Q. Your YouTube channel is called MambaSR, which also happens to be your in-game moniker. What is the story behind the unique name?

Oh, this is funny! My first ever gaming mouse, which happened to be a gift from my dad’s friend, was the “Razer Mamba”.

So I picked “Mamba” as an alias. I went on to add SR only in 2016 when I started casting because apparently someone had their nickname set as Mamba on Facebook, and he would often be mistaken for me. So I switched it up to “MambaSR”, which stands for Mamba senior.

Q. You recently uploaded a video titled “#5 Mistakes & Misconceptions”, where you talked about the misconceptions of aspiring esports gamers. What would you like to say about the misconceptions of Indian society when it comes to gaming?


I could go on and on about this, but the biggest misconception is that gaming is not a “real” career. Another one is gaming causes anger issues, and that’s why kids become violent. It is one of those arguments which upsets me because if this were true, Japan would be one of the most violent places on the face of the planet.

Q. Being a Valorant content creator, what kind of videos, centered around the battle royale game, do you like to create the most?

I make these videos just for fun, honestly. I mean, there definitely is a commercial element to it when it comes to sponsors, but there isn’t a central theme, really. Some of them are stream highlights, funny compilations, montages, etc. It is just something that I do because I think it is kind of cool.

Q. Since Valorant esports in India is quite popular, what are the major factors that boosted its growth in the country?


A lot of reasons contributed to the growth of Valorant in India. The game was already pretty much talked about worldwide, but what really pushed its growth in the country is the timeline.

Valorant was released only a month and a half before the PUBG Mobile ban. Popular PUBG Mobile content creators opted for the FPS to keep their audiences entertained. That helped popularize the title. But I believe it would have been fairly popular regardless of the ban.

Q. Now that the Valorant update is here, what are its best features, according to you? What are your thoughts about the new agent, Chamber?

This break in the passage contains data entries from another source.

//! Session state: everything a renderer needs to draw one frame.
//!
//! ## Screen
//!
//! The coarse position in the session flow. Hosts switch views on it.
//!
//! ## GameState
//!
//! Complete snapshot of a running session:
//! - Screen and question phase
//! - Teams, scores, ladder positions
//! - The prepared question list and the in-flight question
//! - Surprise tracking and any pending bonus round
//! - Round history and branding
//!
//! The orchestrator never mutates a snapshot in place. It clones, edits
//! the clone, and swaps it in, so a host holding the previous snapshot
//! keeps a coherent frame. `im::Vector` keeps those clones cheap.

use std::time::Instant;

use im::Vector;
use rustc_hash::FxHashMap;
use serde::{Deserialize, Serialize};

use crate::bonus::{BonusRound, SurpriseTracker};
use crate::core::{GameSettings, Team, TeamId, TeamMap};
use crate::external::{AdSlide, QuestionOrigin};
use crate::progress::MatchOutcome;
use crate::question::{AnswerKey, NormalizedQuestion, QuestionId};

/// Which view the host should be rendering.
#[derive(Clone, Copy, Debug, PartialEq, Eq, Serialize, Deserialize)]
#[serde(rename_all = "snake_case")]
pub enum Screen {
    /// Pre-game advertisement slides.
    Advertisement,
    /// Title and start button.
    MainMenu,
    /// Team naming and character picking.
    TeamSelection,
    /// Question count, mode, and surprise toggle.
    GameSettings,
    /// Question is loaded but hidden; the acting team gets ready.
    QuestionReady,
    /// Question is visible; the timer may be running.
    QuestionActive,
    /// Ladder view between questions.
    LadderProgress,
    /// Surprise box is open and waiting for a choice.
    BonusRound,
    /// Final standings and the play-again button.
    GameResults,
}

/// Lifecycle of the current question within the question screens.
#[derive(Clone, Copy, Debug, Default, PartialEq, Eq, Serialize, Deserialize)]
#[serde(rename_all = "snake_case")]
pub enum QuestionPhase {
    /// Loaded, not yet revealed.
    #[default]
    Ready,
    /// Revealed; answers accepted.
    Active,
    /// Answered and judged; waiting to continue.
    Resolved,
}

/// Outcome of one answered question.
#[derive(Clone, Copy, Debug, PartialEq, Eq, Serialize, Deserialize)]
#[serde(rename_all = "snake_case")]
pub enum Verdict {
    Correct,
    Wrong,
}

/// One line of the per-question history.
#[derive(Clone, Debug, PartialEq, Eq, Serialize, Deserialize)]
pub struct RoundRecord {
    /// 1-based question position in the session.
    pub question_index: u32,
    pub question_id: QuestionId,
    /// Team that answered.
    pub team: TeamId,
    pub verdict: Verdict,
    /// Ladder steps awarded (0 on a wrong answer).
    pub steps: u32,
}

/// Advertisement queue and publisher logo state.
#[derive(Clone, Debug, Default)]
pub struct BrandingState {
    /// Logo to show beside the current question, if any.
    pub publisher_logo: Option<String>,
    /// Lookup results per publisher. Misses are cached as `None`.
    pub logo_cache: FxHashMap<u32, Option<String>>,
    /// Slides still to show before the main menu.
    pub pending_ads: Vector<AdSlide>,
    /// Seconds left on the slide currently showing.
    pub ad_time_left: u32,
}

/// Complete session snapshot.
#[derive(Clone, Debug)]
pub struct GameState {
    // === Flow ===
    /// Current view.
    pub screen: Screen,

    /// Phase of the current question.
    pub phase: QuestionPhase,

    // === Teams ===
    /// Both teams, including scores and ladder positions.
    pub teams: TeamMap<Team>,

    /// Team answering the current question.
    pub current_turn: TeamId,

    // === Setup ===
    /// Confirmed match settings.
    pub settings: GameSettings,

    /// Ladder step count a team must reach to end the match early.
    pub ladder_target: u32,

    // === Questions ===
    /// Prepared question list for this session.
    pub questions: Vector<NormalizedQuestion>,

    /// Whether the list came from the platform or the bundled pool.
    pub question_origin: QuestionOrigin,

    /// 1-based index of the question in play. 0 before the first question.
    pub current_question: u32,

    /// Questions this session will ask.
    pub total_questions: u32,

    // === Current question ===
    /// Seconds remaining on the question timer.
    pub time_left: u32,

    /// Answer picked by the acting team, once picked.
    pub selected_answer: Option<AnswerKey>,

    /// Judgement of the picked answer.
    pub verdict: Option<Verdict>,

    /// Ladder steps awarded by the last judged answer.
    pub last_steps: u32,

    // === Surprise ===
    /// Cooldown and fairness bookkeeping for the surprise box.
    pub surprise_tracker: SurpriseTracker,

    /// Rolled bonus round awaiting the team's choice.
    pub pending_bonus: Option<BonusRound>,

    // === History ===
    /// One record per judged question.
    pub rounds: Vector<RoundRecord>,

    /// When gameplay started. Set when the first question loads.
    pub started_at: Option<Instant>,

    /// Final result. `Some` exactly while on the results screen.
    pub outcome: Option<MatchOutcome>,

    // === Branding ===
    pub branding: BrandingState,
}

impl GameState {
    /// Fresh pre-game state on the main menu.
    #[must_use]
    pub fn new() -> Self {
        Self {
            screen: Screen::MainMenu,
            phase: QuestionPhase::Ready,
            teams: TeamMap::fresh(),
            current_turn: TeamId::A,
            settings: GameSettings::default(),
            ladder_target: GameSettings::default().ladder_target(),
            questions: Vector::new(),
            question_origin: QuestionOrigin::Fallback,
            current_question: 0,
            total_questions: 0,
            time_left: 0,
            selected_answer: None,
            verdict: None,
            last_steps: 0,
            surprise_tracker: SurpriseTracker::new(),
            pending_bonus: None,
            rounds: Vector::new(),
            started_at: None,
            outcome: None,
            branding: BrandingState::default(),
        }
    }

    /// The question in play, if one is loaded.
    #[must_use]
    pub fn active_question(&self) -> Option<&NormalizedQuestion> {
        if self.current_question == 0 {
            return None;
        }
        self.questions.get(self.current_question as usize - 1)
    }

    /// Whether either team has reached the ladder target.
    #[must_use]
    pub fn target_reached(&self) -> bool {
        TeamId::ALL
            .iter()
            .any(|&id| self.teams[id].ladder_position >= self.ladder_target)
    }

    /// Append a judged question to the history.
    pub fn record_round(&mut self, record: RoundRecord) {
        self.rounds.push_back(record);
    }

    /// Fresh state for a rematch on the same device.
    ///
    /// Teams, scores, settings, and questions reset; play restarts from
    /// the main menu. The publisher logo cache survives and ads do not
    /// replay.
    #[must_use]
    pub fn reset_for_rematch(&self) -> Self {
        let mut next = Self::new();
        next.branding.logo_cache = self.branding.logo_cache.clone();
        next
    }
}

impl Default for GameState {
    fn default() -> Self {
        Self::new()
    }
}

#[cfg(test)]
mod tests {
    use super::*;
    use crate::question::{OptionSet, QuestionKind};

    fn question(id: u32) -> NormalizedQuestion {
        NormalizedQuestion::new(
            QuestionId(id),
            QuestionKind::TrueFalse,
            format!("Statement {id}"),
            OptionSet::empty(),
            AnswerKey::True,
        )
    }

    #[test]
    fn test_new_state_is_pregame() {
        let state = GameState::new();

        assert_eq!(state.screen, Screen::MainMenu);
        assert_eq!(state.phase, QuestionPhase::Ready);
        assert_eq!(state.current_question, 0);
        assert!(state.active_question().is_none());
        assert!(state.rounds.is_empty());
        assert_eq!(state.teams[TeamId::A].ladder_position, 0);
        assert_eq!(state.teams[TeamId::B].ladder_position, 0);
    }

    #[test]
    fn test_active_question_follows_index() {
        let mut state = GameState::new();
        state.questions = Vector::from(vec![question(1), question(2), question(3)]);

        state.current_question = 1;
        assert_eq!(state.active_question().map(|q| q.id()), Some(QuestionId(1)));

        state.current_question = 3;
        assert_eq!(state.active_question().map(|q| q.id()), Some(QuestionId(3)));

        state.current_question = 4;
        assert!(state.active_question().is_none());
    }

    #[test]
    fn test_target_reached() {
        let mut state = GameState::new();
        state.ladder_target = 50;
        assert!(!state.target_reached());

        state.teams[TeamId::B].ladder_position = 50;
        assert!(state.target_reached());

        state.teams[TeamId::B].ladder_position = 49;
        state.teams[TeamId::A].ladder_position = 61;
        assert!(state.target_reached());
    }

    #[test]
    fn test_record_round() {
        let mut state = GameState::new();
        state.record_round(RoundRecord {
            question_index: 1,
            question_id: QuestionId(7),
            team: TeamId::A,
            verdict: Verdict::Correct,
            steps: 3,
        });
        state.record_round(RoundRecord {
            question_index: 2,
            question_id: QuestionId(8),
            team: TeamId::B,
            verdict: Verdict::Wrong,
            steps: 0,
        });

        assert_eq!(state.rounds.len(), 2);
        assert_eq!(state.rounds[0].steps, 3);
        assert_eq!(state.rounds[1].verdict, Verdict::Wrong);
    }

    #[test]
    fn test_rematch_keeps_logo_cache() {
        let mut state = GameState::new();
        state.teams[TeamId::A].advance(12);
        state.current_question = 9;
        state
            .branding
            .logo_cache
            .insert(4, Some("https://cdn.example/logo.png".to_string()));
        state.branding.logo_cache.insert(9, None);

        let next = state.reset_for_rematch();

        assert_eq!(next.screen, Screen::MainMenu);
        assert_eq!(next.teams[TeamId::A].ladder_position, 0);
        assert_eq!(next.current_question, 0);
        assert_eq!(next.branding.logo_cache.len(), 2);
        assert_eq!(
            next.branding.logo_cache.get(&4),
            Some(&Some("https://cdn.example/logo.png".to_string()))
        );
    }
}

I believe the Headhunter ability of Chamber can yield excellent results if it is in the right hands. I know I have won a lot of rounds based just on this ability.

Chamber opens up many possibilities, and I think of him as a Dualist/Sentinel hybrid. Players can use Chamber all alone to hold off a site long enough to call in rotations, but at the same time, they can make some incredible plays based on the instant TP (Rendezvous) it has.

Q. Aside from gaming, your channel also deals with important aspects of professional gaming via podcasts. Whose idea was it to develop Leet Talk videos, and what mission are you trying to achieve via the podcast?


Leet Talk was the brainchild of my friend Romeo Misao (who happens to be the Head of Marketing - South Asia/India at Galaxy Racer India and Nigma Galaxy India) and I. We talked about a lot of things that people are reluctant to talk about.

We are using our 15+ years of experience in esports to highlight things that are often missed by the untrained eye.

Q. Your YouTube channel already has over 126K subscribers. How do you plan on making your channel grow?

The only thing that will ever make one’s channel grow is quality content. That is what I am striving for.

Q. What is your message to aspiring esports professionals and gaming content creators who want to be successful?

“Never surrender your hopes and dreams to the fateful limitations others have placed on their own lives. The vision of your true destiny does not reside within the blinkered outlook of the naysayers and the doom prophets.”

Keep this in your heart and mind. Have strong ambition and ruthless determination, as there is no substitute for hard work.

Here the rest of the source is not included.